**WHAT IS BEING ASKED**:
Beneath this line is the data. Output exactly the lines from the line with "drains at teardown." to the line with "let next = self.lock().pop();", both ends included, and nothing more.

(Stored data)
═══

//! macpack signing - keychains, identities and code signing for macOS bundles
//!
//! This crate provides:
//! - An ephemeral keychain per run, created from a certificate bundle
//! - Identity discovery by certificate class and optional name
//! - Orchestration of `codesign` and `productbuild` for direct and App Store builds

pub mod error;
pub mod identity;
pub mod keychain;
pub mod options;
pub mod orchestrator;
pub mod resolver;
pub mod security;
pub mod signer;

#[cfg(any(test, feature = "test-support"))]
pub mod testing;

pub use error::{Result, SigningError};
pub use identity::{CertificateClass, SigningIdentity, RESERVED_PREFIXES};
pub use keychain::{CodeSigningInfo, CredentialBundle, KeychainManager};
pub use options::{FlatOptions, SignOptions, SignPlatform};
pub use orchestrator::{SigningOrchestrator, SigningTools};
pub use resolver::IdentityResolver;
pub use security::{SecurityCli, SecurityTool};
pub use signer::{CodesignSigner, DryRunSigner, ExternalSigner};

═══

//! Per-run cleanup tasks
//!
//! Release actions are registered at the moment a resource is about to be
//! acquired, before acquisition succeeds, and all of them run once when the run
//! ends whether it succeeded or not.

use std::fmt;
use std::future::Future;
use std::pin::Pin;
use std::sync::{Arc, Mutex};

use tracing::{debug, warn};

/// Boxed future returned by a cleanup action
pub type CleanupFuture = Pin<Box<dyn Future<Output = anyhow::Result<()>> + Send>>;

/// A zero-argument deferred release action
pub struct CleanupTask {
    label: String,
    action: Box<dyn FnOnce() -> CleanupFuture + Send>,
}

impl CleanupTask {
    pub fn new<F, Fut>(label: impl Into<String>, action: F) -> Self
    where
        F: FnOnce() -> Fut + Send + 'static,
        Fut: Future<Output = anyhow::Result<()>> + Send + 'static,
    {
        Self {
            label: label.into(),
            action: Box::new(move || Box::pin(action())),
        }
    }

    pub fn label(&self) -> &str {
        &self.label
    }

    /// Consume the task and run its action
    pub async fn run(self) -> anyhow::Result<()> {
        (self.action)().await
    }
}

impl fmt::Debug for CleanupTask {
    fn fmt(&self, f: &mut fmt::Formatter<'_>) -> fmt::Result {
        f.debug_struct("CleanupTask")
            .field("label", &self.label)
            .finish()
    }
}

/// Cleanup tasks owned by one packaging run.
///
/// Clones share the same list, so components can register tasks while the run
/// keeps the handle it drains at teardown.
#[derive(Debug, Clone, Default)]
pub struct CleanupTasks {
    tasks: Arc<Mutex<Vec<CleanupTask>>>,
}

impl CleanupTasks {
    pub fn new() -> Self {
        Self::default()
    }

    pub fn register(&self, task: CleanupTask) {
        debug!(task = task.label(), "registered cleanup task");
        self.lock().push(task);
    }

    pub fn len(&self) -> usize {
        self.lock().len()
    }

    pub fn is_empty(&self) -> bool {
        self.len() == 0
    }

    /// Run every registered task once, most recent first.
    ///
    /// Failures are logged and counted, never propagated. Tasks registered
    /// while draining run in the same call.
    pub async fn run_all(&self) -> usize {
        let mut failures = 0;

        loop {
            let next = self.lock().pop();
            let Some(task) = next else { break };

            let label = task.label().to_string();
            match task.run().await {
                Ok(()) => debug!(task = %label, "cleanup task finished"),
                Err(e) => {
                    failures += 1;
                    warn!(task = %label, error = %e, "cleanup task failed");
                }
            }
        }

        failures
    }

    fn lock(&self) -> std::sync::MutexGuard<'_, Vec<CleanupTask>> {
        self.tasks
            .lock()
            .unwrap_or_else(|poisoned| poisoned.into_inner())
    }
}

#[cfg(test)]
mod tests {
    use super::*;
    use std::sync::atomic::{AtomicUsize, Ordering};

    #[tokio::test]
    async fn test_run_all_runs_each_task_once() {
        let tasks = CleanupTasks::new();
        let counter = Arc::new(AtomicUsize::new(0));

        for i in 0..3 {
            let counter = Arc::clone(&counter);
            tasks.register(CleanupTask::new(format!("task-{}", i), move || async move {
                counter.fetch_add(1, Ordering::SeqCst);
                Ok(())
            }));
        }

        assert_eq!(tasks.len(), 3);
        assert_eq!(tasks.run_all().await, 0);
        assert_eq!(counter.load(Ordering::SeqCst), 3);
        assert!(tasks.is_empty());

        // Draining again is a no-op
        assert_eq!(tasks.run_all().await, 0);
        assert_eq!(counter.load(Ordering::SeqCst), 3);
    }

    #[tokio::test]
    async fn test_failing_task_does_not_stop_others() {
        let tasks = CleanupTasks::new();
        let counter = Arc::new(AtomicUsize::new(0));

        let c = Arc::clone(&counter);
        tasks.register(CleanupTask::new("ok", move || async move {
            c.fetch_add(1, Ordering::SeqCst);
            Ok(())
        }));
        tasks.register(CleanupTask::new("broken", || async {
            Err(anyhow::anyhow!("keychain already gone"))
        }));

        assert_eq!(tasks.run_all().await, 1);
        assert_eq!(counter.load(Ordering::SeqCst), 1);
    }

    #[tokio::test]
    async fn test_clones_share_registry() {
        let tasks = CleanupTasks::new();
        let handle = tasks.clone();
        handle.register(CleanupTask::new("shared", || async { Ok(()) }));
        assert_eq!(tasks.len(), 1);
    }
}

═══

**FINISHED TASK**:
/// keeps the handle it drains at teardown.
#[derive(Debug, Clone, Default)]
pub struct CleanupTasks {
    tasks: Arc<Mutex<Vec<CleanupTask>>>,
}

impl CleanupTasks {
    pub fn new() -> Self {
        Self::default()
    }

    pub fn register(&self, task: CleanupTask) {
        debug!(task = task.label(), "registered cleanup task");
        self.lock().push(task);
    }

    pub fn len(&self) -> usize {
        self.lock().len()
    }

    pub fn is_empty(&self) -> bool {
        self.len() == 0
    }

    /// Run every registered task once, most recent first.
    ///
    /// Failures are logged and counted, never propagated. Tasks registered
    /// while draining run in the same call.
    pub async fn run_all(&self) -> usize {
        let mut failures = 0;

        loop {
            let next = self.lock().pop();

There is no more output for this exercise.